Nach elf Jahren und über einer Million produzierter Exemplare ringt die Fiat Tipo um ihre Existenz. Der italienische Klassiker ist im offiziellen Konfigurator verschwunden – ein unausweichliches Ende, das den Weg für die neuen Crossover-Modelle der Marke freimacht. Das ist mehr als nur das Auslaufen eines Modells, es ist der Abschied von einer pragmatischen Legende.

Ein globales projekt mit italienischem herz

Die Tipo, entwickelt im Centro Stile Fiat in Turin unter dem Codenamen „Aegea“, ist ein faszinierendes Beispiel für globale Automobilproduktion. Sie wurde je nach Markt unter verschiedenen Namen verkauft – als Aegea in der Türkei, Dodge Neon im Nahen Osten – und erlangte dort, neben Italien und Mexiko, besonderen Anklang. Ihr Erfolg beruhte auf einem cleveren Mix aus Preis, Ausstattung und Zuverlässigkeit, eine Formel, die viele Kunden begeisterte.

Zunächst als Dreitürer vorgestellt, erweiterte Fiat die Modellpalette im darauffolgenden Jahr um Fünftürer und Kombis. Der Restyling im Jahr 2020, der den neuen Fiat-Logo und die Full-LED-Scheinwerfer einführte, war ein Wendepunkt. Mit der Tipo Cross entstand eine Version mit erhöhter Bodenfreiheit und robusten Kunststoffapplikationen, die den Crossover-Trend aufgriff. Technisch gesehen begleitete die Kompakte den Wandel der Marke, indem sie neben den bewährten FireFly-Benzinmotoren und Multijet-Dieselaggregaten auch 48-Volt Mild-Hybrid-Antriebe übernahm.

Die Entscheidung für das Auslaufen der Tipo ist vor allem auf die veränderten Marktbedingungen zurückzuführen. Die Nachfrage nach SUVs und Crossover ist in den letzten Jahren stark gestiegen, und die globale Strategie von Stellantis sieht vor, sich auf diese wachsende Segmente zu konzentrieren. Die sechsmonatige Verlängerung der Produktion ist ein Zeichen des Respekts für die treue Anhängerschaft und ermöglicht einen geordneten Abschied.

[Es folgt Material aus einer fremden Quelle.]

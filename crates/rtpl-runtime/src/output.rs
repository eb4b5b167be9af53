use std::fmt;
use std::fmt::Write as _;
use std::io;

/// Destination for everything a template renders.
pub trait TemplateOutput {
    /// Write text that needs no further treatment, such as template markup.
    fn write_safe(&mut self, value: &str);

    /// Write the result of an embedded expression.
    fn write(&mut self, value: &dyn fmt::Display) {
        self.write_safe(&value.to_string());
    }
}

#[derive(Debug, Default, Clone, PartialEq, Eq)]
pub struct StringOutput {
    buffer: String,
}

impl StringOutput {
    #[must_use]
    pub fn new() -> Self {
        Self::default()
    }

    #[must_use]
    pub fn as_str(&self) -> &str {
        &self.buffer
    }

    #[must_use]
    pub fn into_string(self) -> String {
        self.buffer
    }
}

impl TemplateOutput for StringOutput {
    fn write_safe(&mut self, value: &str) {
        self.buffer.push_str(value);
    }

    fn write(&mut self, value: &dyn fmt::Display) {
        // Writing into a String cannot fail.
        let _ = write!(self.buffer, "{value}");
    }
}

impl fmt::Display for StringOutput {
    fn fmt(&self, f: &mut fmt::Formatter<'_>) -> fmt::Result {
        f.write_str(&self.buffer)
    }
}

/// Streams into any [`io::Write`].
///
/// Rendering has no error channel, so the first IO failure is kept and every
/// later write is skipped; [`WriterOutput::finish`] reports it.
pub struct WriterOutput<W: io::Write> {
    writer: W,
    error: Option<io::Error>,
}

impl<W: io::Write> WriterOutput<W> {
    pub fn new(writer: W) -> Self {
        Self {
            writer,
            error: None,
        }
    }

    pub fn finish(mut self) -> io::Result<W> {
        if let Some(err) = self.error.take() {
            return Err(err);
        }
        self.writer.flush()?;
        Ok(self.writer)
    }
}

impl<W: io::Write> TemplateOutput for WriterOutput<W> {
    fn write_safe(&mut self, value: &str) {
        if self.error.is_some() {
            return;
        }
        if let Err(err) = self.writer.write_all(value.as_bytes()) {
            self.error = Some(err);
        }
    }

    fn write(&mut self, value: &dyn fmt::Display) {
        if self.error.is_some() {
            return;
        }
        if let Err(err) = write!(self.writer, "{value}") {
            self.error = Some(err);
        }
    }
}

Die fiat grizzly übernimmt das zepter

Die fiat grizzly übernimmt das zepter

Die Nachfolge der Tipo wird von zwei neuen Crossover-Modellen übernommen: der Fiat Grizzly und der Fiat Grizzly Fastback. Beide Modelle, die im Rahmen des FaSTLAne 2030-Plans von Stellantis angekündigt wurden, werden im Segment C angesiedelt sein. Die Grizzly wird als klassisches SUV mit fünf oder sieben Sitzen angeboten, während die Fastback eine sportlichere, coupéartige Interpretation darstellt.

Beide Fahrzeuge basieren auf der Smart Car Platform von Stellantis, die auch im Grande Panda, Citroën C3 und Opel Frontera zum Einsatz kommt. Sie werden mit Benzin-, Hybrid- und Elektromotoren erhältlich sein und ab der zweiten Hälfte des Jahres 2026 in Europa, dem Nahen Osten und Afrika auf den Markt kommen. Die Produktionsstätte steht noch nicht fest, wobei Kenitra in Marokko und Bursa in der Türkei als mögliche Standorte gehandelt werden. Die Kontinuität zur Tofas und zur Tipo ist jedoch nicht garantiert.

Die Fiat Grizzly und die Grizzly Fastback sollen anknüpfen an den Erfolg der Tipo, wenn auch mit einem modernen und zeitgemäßen Ansatz. Ob sie die pragmatische Lücke, die die Tipo hinterlässt, wirklich schließen können, wird die Zeit zeigen.